--- Dataset records Enclosed Below ---
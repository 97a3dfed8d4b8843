//! Wrapper around the external versioned-backup engine binary.
//!
//! Every engine call goes through [`EngineClient::run`], which spawns the
//! binary with a merged environment, folds stderr into stdout through a single
//! pipe so diagnostics keep their place among normal lines, and forwards each
//! line to an optional channel while the process is still running.

pub mod commands;
pub mod parse;
pub mod process;

pub use commands::Invocation;
pub use parse::{FileEntry, SnapshotInfo};
pub use process::{ProcessHandle, TerminateError, Termination};

use std::io::{BufRead, BufReader};
use std::path::PathBuf;
use std::process::Stdio;
use thiserror::Error;
use tokio::process::Command;
use tokio::sync::mpsc;
use tracing::{debug, info, warn};

/// Exit code recorded when the engine never ran (spawn failure, bad setup).
pub const LAUNCH_FAILURE_CODE: i32 = -1;

/// Receives engine output one line at a time, in emission order.
pub type LineSink = mpsc::UnboundedSender<String>;

#[derive(Debug, Clone, PartialEq, Eq)]
pub struct EngineOutput {
    pub code: i32,
    pub stdout: String,
    pub stderr: String,
}

impl EngineOutput {
    pub fn success(&self) -> bool {
        self.code == 0
    }

    pub fn launch_failure(message: impl Into<String>) -> Self {
        Self {
            code: LAUNCH_FAILURE_CODE,
            stdout: String::new(),
            stderr: message.into(),
        }
    }

    /// Whatever text best explains the outcome.
    pub fn detail(&self) -> &str {
        if self.stdout.trim().is_empty() {
            &self.stderr
        } else {
            &self.stdout
        }
    }
}

#[derive(Debug, Error)]
pub enum EngineError {
    #[error("engine `{command}` exited with code {code}: {detail}")]
    Exit {
        command: String,
        code: i32,
        detail: String,
    },
}

impl EngineError {
    fn from_output(invocation: &Invocation, output: &EngineOutput) -> Self {
        EngineError::Exit {
            command: invocation.describe(),
            code: output.code,
            detail: output.detail().trim().to_string(),
        }
    }
}

#[derive(Debug, Clone)]
pub struct EngineClient {
    binary: PathBuf,
}

impl EngineClient {
    pub fn new(binary: impl Into<PathBuf>) -> Self {
        Self {
            binary: binary.into(),
        }
    }

    pub fn binary(&self) -> &PathBuf {
        &self.binary
    }

    /// Run the engine to completion.
    ///
    /// `on_start` receives the process handle right after spawn, before any
    /// output is read, so a cancel request arriving mid-run has something to
    /// signal. Lines go to `sink` as soon as they are read.
    pub async fn run<F>(
        &self,
        invocation: &Invocation,
        sink: Option<&LineSink>,
        on_start: F,
    ) -> EngineOutput
    where
        F: FnOnce(ProcessHandle) + Send,
    {
        info!(
            "Running engine: {} {} (in {})",
            self.binary.display(),
            invocation.describe(),
            invocation.working_dir.display()
        );

        let (reader, writer) = match std::io::pipe() {
            Ok(pipe) => pipe,
            Err(e) => return EngineOutput::launch_failure(format!("failed to create output pipe: {}", e)),
        };
        let writer_err = match writer.try_clone() {
            Ok(w) => w,
            Err(e) => return EngineOutput::launch_failure(format!("failed to create output pipe: {}", e)),
        };

        let mut cmd = Command::new(&self.binary);
        cmd.args(&invocation.args)
            .current_dir(&invocation.working_dir)
            .envs(&invocation.env)
            .stdin(Stdio::null())
            .stdout(Stdio::from(writer))
            .stderr(Stdio::from(writer_err))
            .kill_on_drop(true);

        let spawned = cmd.spawn();
        // The command still owns the write ends; drop it so EOF arrives when the child exits.
        drop(cmd);

        let mut child = match spawned {
            Ok(child) => child,
            Err(e) => {
                warn!("Failed to launch engine {}: {}", self.binary.display(), e);
                return EngineOutput::launch_failure(format!(
                    "failed to launch {}: {}",
                    self.binary.display(),
                    e
                ));
            }
        };

        let (handle, mut kill_rx) = ProcessHandle::new(child.id());
        on_start(handle.clone());

        let (line_tx, mut line_rx) = mpsc::unbounded_channel();
        let reader_task = tokio::task::spawn_blocking(move || pump_lines(reader, line_tx));

        let mut stdout = String::new();
        let mut watching_kill = true;
        loop {
            tokio::select! {
                line = line_rx.recv() => match line {
                    Some(line) => {
                        debug!("engine: {}", line);
                        stdout.push_str(&line);
                        stdout.push('\n');
                        if let Some(sink) = sink {
                            let _ = sink.send(line);
                        }
                    }
                    None => break,
                },
                changed = kill_rx.changed(), if watching_kill => {
                    watching_kill = false;
                    if changed.is_ok() && *kill_rx.borrow() {
                        warn!("Killing engine process {:?}", handle.pid());
                        if let Err(e) = child.start_kill() {
                            warn!("Failed to kill engine process: {}", e);
                        }
                    }
                }
            }
        }

        if let Err(e) = reader_task.await {
            warn!("Engine output reader failed: {}", e);
        }

        let code = match child.wait().await {
            Ok(status) => exit_code(status),
            Err(e) => {
                handle.mark_exited();
                return EngineOutput {
                    code: LAUNCH_FAILURE_CODE,
                    stdout,
                    stderr: format!("failed to wait for engine: {}", e),
                };
            }
        };
        handle.mark_exited();

        info!("Engine finished with code {}", code);
        EngineOutput {
            code,
            stdout,
            stderr: String::new(),
        }
    }

    /// Run a short command without streaming and fail on a nonzero exit.
    pub async fn run_checked(&self, invocation: &Invocation) -> Result<EngineOutput, EngineError> {
        let output = self.run(invocation, None, |_| {}).await;
        if output.success() {
            Ok(output)
        } else {
            Err(EngineError::from_output(invocation, &output))
        }
    }

    pub async fn list_snapshots(&self, invocation: &Invocation) -> Result<Vec<SnapshotInfo>, EngineError> {
        let output = self.run_checked(invocation).await?;
        Ok(parse::parse_snapshot_list(&output.stdout))
    }

    pub async fn list_files(&self, invocation: &Invocation) -> Result<Vec<FileEntry>, EngineError> {
        let output = self.run_checked(invocation).await?;
        Ok(parse::parse_file_list(&output.stdout))
    }
}

fn pump_lines(reader: std::io::PipeReader, tx: mpsc::UnboundedSender<String>) {
    let mut reader = BufReader::new(reader);
    let mut buf = Vec::new();
    loop {
        buf.clear();
        match reader.read_until(b'\n', &mut buf) {
            Ok(0) => break,
            Ok(_) => {
                let line = String::from_utf8_lossy(&buf)
                    .trim_end_matches(['\r', '\n'])
                    .to_string();
                if tx.send(line).is_err() {
                    break;
                }
            }
            Err(e) => {
                warn!("Error reading engine output: {}", e);
                break;
            }
        }
    }
}

#[cfg(unix)]
fn exit_code(status: std::process::ExitStatus) -> i32 {
    use std::os::unix::process::ExitStatusExt;
    status
        .code()
        .or_else(|| status.signal().map(|sig| 128 + sig))
        .unwrap_or(LAUNCH_FAILURE_CODE)
}

#[cfg(not(unix))]
fn exit_code(status: std::process::ExitStatus) -> i32 {
    status.code().unwrap_or(LAUNCH_FAILURE_CODE)
}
--- End of Enclosed Dataset records ---
Output the material verbatim.

• _Task output_
repository 97a3dfed8d4b8843
//! Wrapper around the external versioned-backup engine binary.
//!
//! Every engine call goes through [`EngineClient::run`], which spawns the
//! binary with a merged environment, folds stderr into stdout through a single
//! pipe so diagnostics keep their place among normal lines, and forwards each
//! line to an optional channel while the process is still running.

pub mod commands;
pub mod parse;
pub mod process;

pub use commands::Invocation;
pub use parse::{FileEntry, SnapshotInfo};
pub use process::{ProcessHandle, TerminateError, Termination};

use std::io::{BufRead, BufReader};
use std::path::PathBuf;
use std::process::Stdio;
use thiserror::Error;
use tokio::process::Command;
use tokio::sync::mpsc;
use tracing::{debug, info, warn};

/// Exit code recorded when the engine never ran (spawn failure, bad setup).
pub const LAUNCH_FAILURE_CODE: i32 = -1;

/// Receives engine output one line at a time, in emission order.
pub type LineSink = mpsc::UnboundedSender<String>;

#[derive(Debug, Clone, PartialEq, Eq)]
pub struct EngineOutput {
    pub code: i32,
    pub stdout: String,
    pub stderr: String,
}

impl EngineOutput {
    pub fn success(&self) -> bool {
        self.code == 0
    }

    pub fn launch_failure(message: impl Into<String>) -> Self {
        Self {
            code: LAUNCH_FAILURE_CODE,
            stdout: String::new(),
            stderr: message.into(),
        }
    }

    /// Whatever text best explains the outcome.
    pub fn detail(&self) -> &str {
        if self.stdout.trim().is_empty() {
            &self.stderr
        } else {
            &self.stdout
        }
    }
}

#[derive(Debug, Error)]
pub enum EngineError {
    #[error("engine `{command}` exited with code {code}: {detail}")]
    Exit {
        command: String,
        code: i32,
        detail: String,
    },
}

impl EngineError {
    fn from_output(invocation: &Invocation, output: &EngineOutput) -> Self {
        EngineError::Exit {
            command: invocation.describe(),
            code: output.code,
            detail: output.detail().trim().to_string(),
        }
    }
}

#[derive(Debug, Clone)]
pub struct EngineClient {
    binary: PathBuf,
}

impl EngineClient {
    pub fn new(binary: impl Into<PathBuf>) -> Self {
        Self {
            binary: binary.into(),
        }
    }

    pub fn binary(&self) -> &PathBuf {
        &self.binary
    }

    /// Run the engine to completion.
    ///
    /// `on_start` receives the process handle right after spawn, before any
    /// output is read, so a cancel request arriving mid-run has something to
    /// signal. Lines go to `sink` as soon as they are read.
    pub async fn run<F>(
        &self,
        invocation: &Invocation,
        sink: Option<&LineSink>,
        on_start: F,
    ) -> EngineOutput
    where
        F: FnOnce(ProcessHandle) + Send,
    {
        info!(
            "Running engine: {} {} (in {})",
            self.binary.display(),
            invocation.describe(),
            invocation.working_dir.display()
        );

        let (reader, writer) = match std::io::pipe() {
            Ok(pipe) => pipe,
            Err(e) => return EngineOutput::launch_failure(format!("failed to create output pipe: {}", e)),
        };
        let writer_err = match writer.try_clone() {
            Ok(w) => w,
            Err(e) => return EngineOutput::launch_failure(format!("failed to create output pipe: {}", e)),
        };

        let mut cmd = Command::new(&self.binary);
        cmd.args(&invocation.args)
            .current_dir(&invocation.working_dir)
            .envs(&invocation.env)
            .stdin(Stdio::null())
            .stdout(Stdio::from(writer))
            .stderr(Stdio::from(writer_err))
            .kill_on_drop(true);

        let spawned = cmd.spawn();
        // The command still owns the write ends; drop it so EOF arrives when the child exits.
        drop(cmd);

        let mut child = match spawned {
            Ok(child) => child,
            Err(e) => {
                warn!("Failed to launch engine {}: {}", self.binary.display(), e);
                return EngineOutput::launch_failure(format!(
                    "failed to launch {}: {}",
                    self.binary.display(),
                    e
                ));
            }
        };

        let (handle, mut kill_rx) = ProcessHandle::new(child.id());
        on_start(handle.clone());

        let (line_tx, mut line_rx) = mpsc::unbounded_channel();
        let reader_task = tokio::task::spawn_blocking(move || pump_lines(reader, line_tx));

        let mut stdout = String::new();
        let mut watching_kill = true;
        loop {
            tokio::select! {
                line = line_rx.recv() => match line {
                    Some(line) => {
                        debug!("engine: {}", line);
                        stdout.push_str(&line);
                        stdout.push('\n');
                        if let Some(sink) = sink {
                            let _ = sink.send(line);
                        }
                    }
                    None => break,
                },
                changed = kill_rx.changed(), if watching_kill => {
                    watching_kill = false;
                    if changed.is_ok() && *kill_rx.borrow() {
                        warn!("Killing engine process {:?}", handle.pid());
                        if let Err(e) = child.start_kill() {
                            warn!("Failed to kill engine process: {}", e);
                        }
                    }
                }
            }
        }

        if let Err(e) = reader_task.await {
            warn!("Engine output reader failed: {}", e);
        }

        let code = match child.wait().await {
            Ok(status) => exit_code(status),
            Err(e) => {
                handle.mark_exited();
                return EngineOutput {
                    code: LAUNCH_FAILURE_CODE,
                    stdout,
                    stderr: format!("failed to wait for engine: {}", e),
                };
            }
        };
        handle.mark_exited();

        info!("Engine finished with code {}", code);
        EngineOutput {
            code,
            stdout,
            stderr: String::new(),
        }
    }

    /// Run a short command without streaming and fail on a nonzero exit.
    pub async fn run_checked(&self, invocation: &Invocation) -> Result<EngineOutput, EngineError> {
        let output = self.run(invocation, None, |_| {}).await;
        if output.success() {
            Ok(output)
        } else {
            Err(EngineError::from_output(invocation, &output))
        }
    }

    pub async fn list_snapshots(&self, invocation: &Invocation) -> Result<Vec<SnapshotInfo>, EngineError> {
        let output = self.run_checked(invocation).await?;
        Ok(parse::parse_snapshot_list(&output.stdout))
    }

    pub async fn list_files(&self, invocation: &Invocation) -> Result<Vec<FileEntry>, EngineError> {
        let output = self.run_checked(invocation).await?;
        Ok(parse::parse_file_list(&output.stdout))
    }
}

fn pump_lines(reader: std::io::PipeReader, tx: mpsc::UnboundedSender<String>) {
    let mut reader = BufReader::new(reader);
    let mut buf = Vec::new();
    loop {
        buf.clear();
        match reader.read_until(b'\n', &mut buf) {
            Ok(0) => break,
            Ok(_) => {
                let line = String::from_utf8_lossy(&buf)
                    .trim_end_matches(['\r', '\n'])
                    .to_string();
                if tx.send(line).is_err() {
                    break;
                }
            }
            Err(e) => {
                warn!("Error reading engine output: {}", e);
                break;
            }
        }
    }
}

#[cfg(unix)]
fn exit_code(status: std::process::ExitStatus) -> i32 {
    use std::os::unix::process::ExitStatusExt;
    status
        .code()
        .or_else(|| status.signal().map(|sig| 128 + sig))
        .unwrap_or(LAUNCH_FAILURE_CODE)
}

#[cfg(not(unix))]
fn exit_code(status: std::process::ExitStatus) -> i32 {
    status.code().unwrap_or(LAUNCH_FAILURE_CODE)
}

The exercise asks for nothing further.